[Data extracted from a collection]

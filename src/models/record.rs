use serde::{Deserialize, Serialize};

use super::attachment::Attachment;
use super::lenient_amount;

/// One itemized charge split by payer.
#[derive(Debug, Clone, PartialEq, Default, Serialize, Deserialize)]
pub struct CostItem {
    #[serde(default)]
    pub id: i64,
    #[serde(default, deserialize_with = "lenient_amount")]
    pub self_pay: f64,
    #[serde(default, deserialize_with = "lenient_amount")]
    pub pool_pay: f64,
    #[serde(default, deserialize_with = "lenient_amount")]
    pub personal_pay: f64,
    /// Receipt attachment the amounts were read from, if any.
    #[serde(default, skip_serializing_if = "Option::is_none")]
    pub attachment_id: Option<i64>,
}

impl CostItem {
    pub fn total(&self) -> f64 {
        self.self_pay + self.pool_pay + self.personal_pay
    }
}

/// Per-payer sums over all cost items of a record.
///
/// Never set directly: always produced by [`CostTotals::from_items`].
#[derive(Debug, Clone, Copy, PartialEq, Default, Serialize, Deserialize)]
pub struct CostTotals {
    #[serde(rename = "cost_self", default, deserialize_with = "lenient_amount")]
    pub self_pay: f64,
    #[serde(rename = "cost_pool", default, deserialize_with = "lenient_amount")]
    pub pool_pay: f64,
    #[serde(rename = "cost_personal", default, deserialize_with = "lenient_amount")]
    pub personal_pay: f64,
    #[serde(rename = "cost_total", default, deserialize_with = "lenient_amount")]
    pub total: f64,
}

impl CostTotals {
    pub fn from_items(items: &[CostItem]) -> Self {
        items.iter().fold(Self::default(), |acc, item| Self {
            self_pay: acc.self_pay + item.self_pay,
            pool_pay: acc.pool_pay + item.pool_pay,
            personal_pay: acc.personal_pay + item.personal_pay,
            total: acc.total + item.total(),
        })
    }

    fn is_zero(&self) -> bool {
        self.self_pay == 0.0 && self.pool_pay == 0.0 && self.personal_pay == 0.0 && self.total == 0.0
    }
}

/// User-editable fields of a visit record, used for create and full update.
///
/// There is no way to pass totals in: they are derived from `cost_items`
/// by the store on every write.
#[derive(Debug, Clone, PartialEq, Default, Serialize, Deserialize)]
pub struct RecordDraft {
    pub date: String,
    #[serde(default)]
    pub hospital: String,
    #[serde(default)]
    pub department: String,
    #[serde(default)]
    pub doctor: Option<String>,
    #[serde(default)]
    pub visit_type: String,
    #[serde(default)]
    pub title: String,
    #[serde(default)]
    pub diagnosis: Option<String>,
    #[serde(default)]
    pub medical_advice: Option<String>,
    #[serde(default)]
    pub cost_items: Vec<CostItem>,
    #[serde(default)]
    pub notes: String,
}

impl RecordDraft {
    pub fn totals(&self) -> CostTotals {
        CostTotals::from_items(&self.cost_items)
    }

    pub fn add_cost_item(&mut self, mut item: CostItem) -> i64 {
        let next_id = self.cost_items.iter().map(|i| i.id).max().unwrap_or(0) + 1;
        item.id = next_id;
        self.cost_items.push(item);
        next_id
    }

    pub fn remove_cost_item(&mut self, item_id: i64) -> bool {
        let before = self.cost_items.len();
        self.cost_items.retain(|i| i.id != item_id);
        self.cost_items.len() != before
    }
}

/// A stored visit record.
#[derive(Debug, Clone, PartialEq, Serialize, Deserialize)]
pub struct Record {
    pub id: i64,
    pub date: String,
    #[serde(default)]
    pub hospital: String,
    #[serde(default)]
    pub department: String,
    #[serde(default)]
    pub doctor: Option<String>,
    #[serde(default)]
    pub visit_type: String,
    #[serde(default)]
    pub title: String,
    #[serde(default)]
    pub diagnosis: Option<String>,
    #[serde(default)]
    pub medical_advice: Option<String>,
    #[serde(default)]
    pub cost_items: Vec<CostItem>,
    #[serde(flatten)]
    pub totals: CostTotals,
    #[serde(default)]
    pub notes: String,
    #[serde(default)]
    pub timestamp: String,
}

impl Record {
    /// Recompute totals from the line items.
    ///
    /// Records written before itemized costs existed carry totals with no
    /// items; those become a single line item first. A legacy grand total
    /// with no per-payer split is attributed to self-pay.
    pub fn normalize_costs(&mut self) {
        if self.cost_items.is_empty() && !self.totals.is_zero() {
            let legacy = self.totals;
            let mut item = CostItem {
                id: 1,
                self_pay: legacy.self_pay,
                pool_pay: legacy.pool_pay,
                personal_pay: legacy.personal_pay,
                attachment_id: None,
            };
            if item.total() == 0.0 {
                item.self_pay = legacy.total;
            }
            self.cost_items.push(item);
        }
        self.totals = CostTotals::from_items(&self.cost_items);
    }

    pub fn draft(&self) -> RecordDraft {
        RecordDraft {
            date: self.date.clone(),
            hospital: self.hospital.clone(),
            department: self.department.clone(),
            doctor: self.doctor.clone(),
            visit_type: self.visit_type.clone(),
            title: self.title.clone(),
            diagnosis: self.diagnosis.clone(),
            medical_advice: self.medical_advice.clone(),
            cost_items: self.cost_items.clone(),
            notes: self.notes.clone(),
        }
    }
}

/// A record merged with its attachment list.
#[derive(Debug, Clone, PartialEq, Serialize, Deserialize)]
pub struct RecordWithAttachments {
    #[serde(flatten)]
    pub record: Record,
    pub attachments: Vec<Attachment>,
}

#[cfg(test)]
mod tests {
    use super::*;
    use serde_json::json;

    fn item(s: f64, p: f64, a: f64) -> CostItem {
        CostItem {
            self_pay: s,
            pool_pay: p,
            personal_pay: a,
            ..Default::default()
        }
    }

    #[test]
    fn totals_sum_all_categories() {
        let totals = CostTotals::from_items(&[item(10.0, 20.0, 5.0), item(1.5, 0.0, 2.5)]);
        assert_eq!(totals.self_pay, 11.5);
        assert_eq!(totals.pool_pay, 20.0);
        assert_eq!(totals.personal_pay, 7.5);
        assert_eq!(totals.total, 39.0);
        assert_eq!(totals.total, totals.self_pay + totals.pool_pay + totals.personal_pay);
    }

    #[test]
    fn draft_totals_follow_item_edits() {
        let mut draft = RecordDraft::default();
        let first = draft.add_cost_item(item(10.0, 0.0, 0.0));
        draft.add_cost_item(item(0.0, 40.0, 0.0));
        assert_eq!(draft.totals().total, 50.0);

        draft.cost_items[1].personal_pay = 5.0;
        assert_eq!(draft.totals().total, 55.0);

        assert!(draft.remove_cost_item(first));
        assert_eq!(draft.totals().total, 45.0);
        assert!(!draft.remove_cost_item(first));
    }

    #[test]
    fn cost_item_ids_are_unique_within_draft() {
        let mut draft = RecordDraft::default();
        let a = draft.add_cost_item(item(1.0, 0.0, 0.0));
        let b = draft.add_cost_item(item(2.0, 0.0, 0.0));
        draft.remove_cost_item(a);
        let c = draft.add_cost_item(item(3.0, 0.0, 0.0));
        assert_ne!(b, c);
    }

    #[test]
    fn legacy_totals_become_single_item() {
        let mut record: Record = serde_json::from_value(json!({
            "id": 3,
            "date": "2023-01-01",
            "cost_total": "80",
            "cost_self": 30,
            "cost_pool": "50",
            "cost_personal": ""
        }))
        .unwrap();
        record.normalize_costs();
        assert_eq!(record.cost_items.len(), 1);
        assert_eq!(record.totals.total, 80.0);
        assert_eq!(record.totals.self_pay, 30.0);
    }

    #[test]
    fn legacy_total_without_split_counts_as_self_pay() {
        let mut record: Record = serde_json::from_value(json!({
            "id": 4,
            "date": "2023-01-01",
            "cost_total": 120
        }))
        .unwrap();
        record.normalize_costs();
        assert_eq!(record.totals.self_pay, 120.0);
        assert_eq!(record.totals.total, 120.0);
    }

    #[test]
    fn stale_totals_are_recomputed() {
        let mut record: Record = serde_json::from_value(json!({
            "id": 5,
            "date": "2023-01-01",
            "cost_items": [{"id": 1, "self_pay": "10", "pool_pay": 5, "personal_pay": null}],
            "cost_total": 999
        }))
        .unwrap();
        record.normalize_costs();
        assert_eq!(record.totals.total, 15.0);
    }

    #[test]
    fn record_json_exposes_flat_cost_fields() {
        let mut record: Record = serde_json::from_value(json!({"id": 1, "date": "2024-01-01"})).unwrap();
        record.cost_items.push(item(2.0, 3.0, 0.0));
        record.normalize_costs();
        let value = serde_json::to_value(&record).unwrap();
        assert_eq!(value["cost_total"], json!(5.0));
        assert_eq!(value["cost_self"], json!(2.0));
    }
}
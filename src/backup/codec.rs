//! Backup blob encoding.
//!
//! Layout of a backup file:
//!
//! ```text
//! "MEDVAULT" | format u8 | pbkdf2 iterations u32 LE | salt [32] | nonce [12] | ciphertext + tag
//! ```
//!
//! The plaintext is the JSON form of [`BackupPayload`].

use rusqlite::Connection;
use serde::{Deserialize, Serialize};

use crate::config::BackupSettings;
use crate::crypto::{generate_salt, BackupKey, EncryptedData, SALT_LENGTH};
use crate::db;
use crate::models::{now_iso, Attachment, Record};

use super::BackupError;

/// Magic bytes for backup files.
const BACKUP_MAGIC: &[u8; 8] = b"MEDVAULT";
const FORMAT_VERSION: u8 = 1;
/// Version of the JSON payload schema.
pub const PAYLOAD_VERSION: u32 = 1;
const HEADER_LENGTH: usize = BACKUP_MAGIC.len() + 1 + 4 + SALT_LENGTH;
/// Upper bound on the stored iteration count; anything above is treated as
/// a corrupted header rather than run.
const MAX_ITERATIONS: u32 = 10_000_000;

/// Plaintext content of a backup: the full record and attachment tables.
#[derive(Debug, Clone, PartialEq, Serialize, Deserialize)]
pub struct BackupPayload {
    pub version: u32,
    pub timestamp: String,
    pub records: Vec<Record>,
    #[serde(default)]
    pub attachments: Vec<Attachment>,
}

/// Read every record and attachment into a payload.
///
/// This is a plain read, not a snapshot: an edit landing between the two
/// table reads can show up in one list and not the other.
pub fn export_payload(conn: &Connection) -> Result<BackupPayload, BackupError> {
    let records = db::get_all_records(conn)?;
    let attachments = db::get_all_attachments(conn)?;
    Ok(BackupPayload {
        version: PAYLOAD_VERSION,
        timestamp: now_iso(),
        records,
        attachments,
    })
}

/// Serialize and encrypt a payload with the passphrase from `settings`.
pub fn encrypt_payload(
    payload: &BackupPayload,
    settings: &BackupSettings,
) -> Result<Vec<u8>, BackupError> {
    let passphrase = settings.passphrase().ok_or(BackupError::MissingPassphrase)?;
    let plaintext = serde_json::to_vec(payload)?;

    let iterations = settings.kdf_iterations.clamp(1, MAX_ITERATIONS);
    let salt = generate_salt();
    let key = BackupKey::derive(passphrase, &salt, iterations);
    let sealed = key.seal(&plaintext)?;

    let mut blob = Vec::with_capacity(HEADER_LENGTH);
    blob.extend_from_slice(BACKUP_MAGIC);
    blob.push(FORMAT_VERSION);
    blob.extend_from_slice(&iterations.to_le_bytes());
    blob.extend_from_slice(&salt);
    sealed.write_to(&mut blob);
    Ok(blob)
}

/// Decrypt and parse a backup blob.
///
/// A wrong passphrase, a damaged file and a payload that is not valid JSON
/// all come back as [`BackupError::WrongPasswordOrCorrupted`].
pub fn decrypt_payload(blob: &[u8], passphrase: &str) -> Result<BackupPayload, BackupError> {
    if passphrase.is_empty() {
        return Err(BackupError::MissingPassphrase);
    }
    if blob.len() < HEADER_LENGTH || &blob[..BACKUP_MAGIC.len()] != BACKUP_MAGIC {
        return Err(BackupError::WrongPasswordOrCorrupted);
    }

    let mut offset = BACKUP_MAGIC.len();
    let format = blob[offset];
    if format != FORMAT_VERSION {
        return Err(BackupError::UnsupportedVersion(u32::from(format)));
    }
    offset += 1;

    let mut iter_bytes = [0u8; 4];
    iter_bytes.copy_from_slice(&blob[offset..offset + 4]);
    let iterations = u32::from_le_bytes(iter_bytes);
    if iterations == 0 || iterations > MAX_ITERATIONS {
        return Err(BackupError::WrongPasswordOrCorrupted);
    }
    offset += 4;

    let mut salt = [0u8; SALT_LENGTH];
    salt.copy_from_slice(&blob[offset..offset + SALT_LENGTH]);
    offset += SALT_LENGTH;

    let sealed = EncryptedData::parse(&blob[offset..])
        .map_err(|_| BackupError::WrongPasswordOrCorrupted)?;
    let key = BackupKey::derive(passphrase, &salt, iterations);
    let plaintext = key
        .open(&sealed)
        .map_err(|_| BackupError::WrongPasswordOrCorrupted)?;

    let payload: BackupPayload =
        serde_json::from_slice(&plaintext).map_err(|_| BackupError::WrongPasswordOrCorrupted)?;
    if payload.version > PAYLOAD_VERSION {
        return Err(BackupError::UnsupportedVersion(payload.version));
    }
    Ok(payload)
}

** TASK INSTRUCTIONS **
The answer should hold only the lines from the start of the records above through the line containing "items.iter().fold(Self::default(), |acc, item|", each set down exactly.

** ANSWER SPACE **
filename src/models/record.rs
use serde::{Deserialize, Serialize};

use super::attachment::Attachment;
use super::lenient_amount;

/// One itemized charge split by payer.
#[derive(Debug, Clone, PartialEq, Default, Serialize, Deserialize)]
pub struct CostItem {
    #[serde(default)]
    pub id: i64,
    #[serde(default, deserialize_with = "lenient_amount")]
    pub self_pay: f64,
    #[serde(default, deserialize_with = "lenient_amount")]
    pub pool_pay: f64,
    #[serde(default, deserialize_with = "lenient_amount")]
    pub personal_pay: f64,
    /// Receipt attachment the amounts were read from, if any.
    #[serde(default, skip_serializing_if = "Option::is_none")]
    pub attachment_id: Option<i64>,
}

impl CostItem {
    pub fn total(&self) -> f64 {
        self.self_pay + self.pool_pay + self.personal_pay
    }
}

/// Per-payer sums over all cost items of a record.
///
/// Never set directly: always produced by [`CostTotals::from_items`].
#[derive(Debug, Clone, Copy, PartialEq, Default, Serialize, Deserialize)]
pub struct CostTotals {
    #[serde(rename = "cost_self", default, deserialize_with = "lenient_amount")]
    pub self_pay: f64,
    #[serde(rename = "cost_pool", default, deserialize_with = "lenient_amount")]
    pub pool_pay: f64,
    #[serde(rename = "cost_personal", default, deserialize_with = "lenient_amount")]
    pub personal_pay: f64,
    #[serde(rename = "cost_total", default, deserialize_with = "lenient_amount")]
    pub total: f64,
}

impl CostTotals {
    pub fn from_items(items: &[CostItem]) -> Self {
        items.iter().fold(Self::default(), |acc, item| Self {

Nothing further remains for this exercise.